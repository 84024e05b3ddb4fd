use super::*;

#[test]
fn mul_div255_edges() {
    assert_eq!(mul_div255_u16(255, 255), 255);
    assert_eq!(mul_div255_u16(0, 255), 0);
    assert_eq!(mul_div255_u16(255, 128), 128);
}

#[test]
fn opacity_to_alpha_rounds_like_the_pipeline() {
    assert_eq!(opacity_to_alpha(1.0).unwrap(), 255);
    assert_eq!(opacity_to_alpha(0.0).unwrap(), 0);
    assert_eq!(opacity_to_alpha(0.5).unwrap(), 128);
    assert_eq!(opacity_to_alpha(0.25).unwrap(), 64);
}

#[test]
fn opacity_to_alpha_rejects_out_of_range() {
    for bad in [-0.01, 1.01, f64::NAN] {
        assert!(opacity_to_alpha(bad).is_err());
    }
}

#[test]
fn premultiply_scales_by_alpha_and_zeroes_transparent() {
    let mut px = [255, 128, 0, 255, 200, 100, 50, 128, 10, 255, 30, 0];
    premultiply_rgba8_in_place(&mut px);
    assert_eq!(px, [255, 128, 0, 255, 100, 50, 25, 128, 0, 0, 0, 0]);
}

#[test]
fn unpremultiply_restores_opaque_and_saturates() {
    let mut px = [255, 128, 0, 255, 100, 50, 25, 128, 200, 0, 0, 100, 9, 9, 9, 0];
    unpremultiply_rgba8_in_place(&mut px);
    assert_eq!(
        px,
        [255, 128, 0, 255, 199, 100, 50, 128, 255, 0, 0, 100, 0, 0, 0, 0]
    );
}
- - - - - - -
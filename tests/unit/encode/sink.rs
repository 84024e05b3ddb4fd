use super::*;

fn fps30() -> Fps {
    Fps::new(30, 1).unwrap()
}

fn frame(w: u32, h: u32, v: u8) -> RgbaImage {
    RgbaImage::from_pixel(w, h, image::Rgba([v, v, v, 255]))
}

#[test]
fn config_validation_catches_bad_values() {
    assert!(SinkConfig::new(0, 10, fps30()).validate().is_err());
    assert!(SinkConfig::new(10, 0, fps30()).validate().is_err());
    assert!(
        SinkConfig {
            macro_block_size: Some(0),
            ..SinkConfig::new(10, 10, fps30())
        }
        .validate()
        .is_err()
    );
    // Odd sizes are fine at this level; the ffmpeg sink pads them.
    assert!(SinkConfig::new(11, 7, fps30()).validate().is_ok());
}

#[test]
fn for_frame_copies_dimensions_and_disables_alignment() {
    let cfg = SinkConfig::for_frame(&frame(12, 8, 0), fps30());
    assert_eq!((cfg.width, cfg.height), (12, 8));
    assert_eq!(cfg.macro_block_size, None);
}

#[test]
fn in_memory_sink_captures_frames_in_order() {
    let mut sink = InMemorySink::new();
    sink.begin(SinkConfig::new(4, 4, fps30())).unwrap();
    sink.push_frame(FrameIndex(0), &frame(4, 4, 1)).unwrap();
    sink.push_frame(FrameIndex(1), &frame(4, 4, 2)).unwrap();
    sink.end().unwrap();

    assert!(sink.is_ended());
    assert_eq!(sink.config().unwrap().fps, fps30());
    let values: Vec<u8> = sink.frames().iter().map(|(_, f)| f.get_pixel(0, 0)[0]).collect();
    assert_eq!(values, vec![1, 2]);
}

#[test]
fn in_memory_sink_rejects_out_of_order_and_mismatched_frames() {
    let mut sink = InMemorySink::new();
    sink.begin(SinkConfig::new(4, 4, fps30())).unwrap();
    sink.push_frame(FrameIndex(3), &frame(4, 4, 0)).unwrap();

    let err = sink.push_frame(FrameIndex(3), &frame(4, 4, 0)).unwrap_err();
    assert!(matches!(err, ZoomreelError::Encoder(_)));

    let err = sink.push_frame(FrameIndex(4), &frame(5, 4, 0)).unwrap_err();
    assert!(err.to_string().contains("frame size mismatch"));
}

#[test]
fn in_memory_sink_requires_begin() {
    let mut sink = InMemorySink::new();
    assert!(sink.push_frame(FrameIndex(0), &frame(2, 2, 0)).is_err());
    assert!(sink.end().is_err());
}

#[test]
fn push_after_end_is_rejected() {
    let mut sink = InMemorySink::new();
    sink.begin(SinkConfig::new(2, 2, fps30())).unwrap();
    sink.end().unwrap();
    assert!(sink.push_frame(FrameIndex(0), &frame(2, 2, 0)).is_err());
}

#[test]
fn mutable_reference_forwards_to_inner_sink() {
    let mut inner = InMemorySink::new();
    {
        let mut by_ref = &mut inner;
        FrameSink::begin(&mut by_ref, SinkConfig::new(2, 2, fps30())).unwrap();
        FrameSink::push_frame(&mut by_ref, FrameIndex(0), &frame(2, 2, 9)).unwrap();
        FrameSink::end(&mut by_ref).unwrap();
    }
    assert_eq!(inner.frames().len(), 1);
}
- - - - - - -
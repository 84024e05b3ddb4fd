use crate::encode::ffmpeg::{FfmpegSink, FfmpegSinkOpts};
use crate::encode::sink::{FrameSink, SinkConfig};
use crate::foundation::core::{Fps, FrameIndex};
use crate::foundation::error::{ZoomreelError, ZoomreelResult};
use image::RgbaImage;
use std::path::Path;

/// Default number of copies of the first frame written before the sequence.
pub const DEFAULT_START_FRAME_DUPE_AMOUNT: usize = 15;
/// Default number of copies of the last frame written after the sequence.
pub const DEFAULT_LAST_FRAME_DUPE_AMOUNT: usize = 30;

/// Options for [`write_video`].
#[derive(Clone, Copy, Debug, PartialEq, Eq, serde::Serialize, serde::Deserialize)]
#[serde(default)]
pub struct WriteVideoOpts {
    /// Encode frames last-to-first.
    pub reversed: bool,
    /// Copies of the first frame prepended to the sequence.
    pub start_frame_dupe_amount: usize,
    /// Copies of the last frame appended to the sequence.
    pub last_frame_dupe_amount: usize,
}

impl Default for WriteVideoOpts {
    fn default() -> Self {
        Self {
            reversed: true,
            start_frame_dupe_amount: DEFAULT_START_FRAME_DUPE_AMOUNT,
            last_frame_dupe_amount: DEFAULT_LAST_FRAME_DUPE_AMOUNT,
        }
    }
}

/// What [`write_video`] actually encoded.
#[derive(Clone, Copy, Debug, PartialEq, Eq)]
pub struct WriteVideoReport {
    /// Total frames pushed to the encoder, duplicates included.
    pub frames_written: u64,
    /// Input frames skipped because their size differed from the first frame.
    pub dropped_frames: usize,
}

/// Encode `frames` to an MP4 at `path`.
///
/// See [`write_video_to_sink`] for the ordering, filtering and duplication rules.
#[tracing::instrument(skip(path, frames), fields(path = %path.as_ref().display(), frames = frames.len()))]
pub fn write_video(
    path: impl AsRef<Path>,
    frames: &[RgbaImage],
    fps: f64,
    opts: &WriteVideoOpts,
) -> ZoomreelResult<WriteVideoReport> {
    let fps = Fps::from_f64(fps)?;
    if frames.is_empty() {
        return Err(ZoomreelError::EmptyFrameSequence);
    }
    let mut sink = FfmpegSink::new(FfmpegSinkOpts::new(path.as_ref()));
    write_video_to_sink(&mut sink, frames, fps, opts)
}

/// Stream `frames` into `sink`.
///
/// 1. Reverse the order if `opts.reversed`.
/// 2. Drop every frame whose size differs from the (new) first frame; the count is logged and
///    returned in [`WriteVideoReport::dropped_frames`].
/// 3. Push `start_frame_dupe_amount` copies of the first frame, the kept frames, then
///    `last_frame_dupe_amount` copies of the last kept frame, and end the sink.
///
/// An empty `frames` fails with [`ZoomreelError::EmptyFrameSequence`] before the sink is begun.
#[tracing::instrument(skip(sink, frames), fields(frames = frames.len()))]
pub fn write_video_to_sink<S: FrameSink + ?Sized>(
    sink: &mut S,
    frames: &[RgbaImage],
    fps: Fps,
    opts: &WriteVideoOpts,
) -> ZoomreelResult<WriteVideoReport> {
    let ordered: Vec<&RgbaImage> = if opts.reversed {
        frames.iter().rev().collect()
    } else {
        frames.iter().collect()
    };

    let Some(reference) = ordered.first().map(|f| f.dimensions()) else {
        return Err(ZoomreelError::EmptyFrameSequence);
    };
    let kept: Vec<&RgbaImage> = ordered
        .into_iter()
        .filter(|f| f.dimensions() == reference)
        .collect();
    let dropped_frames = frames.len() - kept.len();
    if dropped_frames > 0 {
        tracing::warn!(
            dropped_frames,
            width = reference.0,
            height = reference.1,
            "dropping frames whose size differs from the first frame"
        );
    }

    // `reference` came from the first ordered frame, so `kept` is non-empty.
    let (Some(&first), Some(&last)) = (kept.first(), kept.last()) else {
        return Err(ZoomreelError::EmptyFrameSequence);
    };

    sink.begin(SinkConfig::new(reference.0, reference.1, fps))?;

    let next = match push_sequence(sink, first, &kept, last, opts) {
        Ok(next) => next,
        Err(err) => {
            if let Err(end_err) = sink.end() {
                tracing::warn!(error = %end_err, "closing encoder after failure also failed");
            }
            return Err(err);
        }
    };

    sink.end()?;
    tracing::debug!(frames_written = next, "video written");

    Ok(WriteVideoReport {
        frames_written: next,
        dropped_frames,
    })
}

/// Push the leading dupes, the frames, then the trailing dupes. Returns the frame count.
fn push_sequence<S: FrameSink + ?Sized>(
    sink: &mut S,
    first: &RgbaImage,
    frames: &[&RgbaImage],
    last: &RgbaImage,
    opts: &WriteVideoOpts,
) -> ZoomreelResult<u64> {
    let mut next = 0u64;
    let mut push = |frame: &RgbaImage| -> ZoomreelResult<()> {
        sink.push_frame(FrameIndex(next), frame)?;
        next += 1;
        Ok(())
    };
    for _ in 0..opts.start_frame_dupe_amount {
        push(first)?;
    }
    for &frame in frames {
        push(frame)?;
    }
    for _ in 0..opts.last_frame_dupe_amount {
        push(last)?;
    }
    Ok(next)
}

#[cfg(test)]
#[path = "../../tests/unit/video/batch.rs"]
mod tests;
- - - - - - -
> _Work instruction_: In the listing above, locate the line containing "assert_eq!(mul_div255_u16(255, 128), 128);" and the line containing "assert_eq!(opacity_to_alpha(0.5).unwrap(), 128);", then transcribe both and every line between them verbatim.

> _Output of the task_:
    assert_eq!(mul_div255_u16(255, 128), 128);
}

#[test]
fn opacity_to_alpha_rounds_like_the_pipeline() {
    assert_eq!(opacity_to_alpha(1.0).unwrap(), 255);
    assert_eq!(opacity_to_alpha(0.0).unwrap(), 0);
    assert_eq!(opacity_to_alpha(0.5).unwrap(), 128);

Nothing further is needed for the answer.